So many diets start by telling you the key is portion control and counting calories. They’re wrong. As I say on the Equations page, the prevailing idea that your body can somehow count the calories you eat, then gain or lose weight depending on whether you’re eating too many or too few just doesn’t make sense. There is no mechanism in the bodies of humans or other animals to do that. The kind of calories makes all the difference in how they are processed by your body. Sugars, fats, and proteins are metabolized very differently. Even within each group, the different sugars, amino acids (protein building blocks), and fats are handled differently. The most notable difference within sugars is glucose versus fructose. One, glucose, is not bad, especially if tied up in starches and fiber. The other, fructose, isn’t something our bodies saw much in nature and is handled very poorly, making you sick.
Yes, you can often lose weight by restricting calories. But that mimics starvation. An animal’s brain and body undergo a number of changes when it’s starving, mostly bad ones. Restricting calories while eating a low fat diet will usually generate stress, resulting in conditions like elevated cortisol, the stress hormone. Depending on your own individual genetics and what exactly you’re eating, your brain and body may want to partially shut down to save energy. You may lose muscle mass as well as fat. In other cases, it may cause elevated activity and anxiety as the starving animal inside you wants to find food. If you’re eating a diet that’s badly enough loaded with toxic sugars, you could end up malnourished but still trying to deposit fat because that’s all your body can do with the sugar.

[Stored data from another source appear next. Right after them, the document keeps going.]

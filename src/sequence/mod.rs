//! Tap-sequence disambiguation: repeated presses of one symbol are counted
//! and resolved into a single output once the sequence is over.

mod detector;
mod resolver;

pub use detector::SequenceDetector;
pub use resolver::{GridSequenceResolver, GridSymbol, RESET_TAP_COUNT, SequenceResolver};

Calorie restricted diets are famous for yo-yo effects. You lose some weight, then go back to eating the wrong high carb/sugar food, then gain the weight right back. Do you want that life? Worse, would you really want to spend the rest of your life in a semi-starved condition? Why not learn to eat foods that your body handles properly so that it naturally shifts to a body composition that’s normal for the human animal?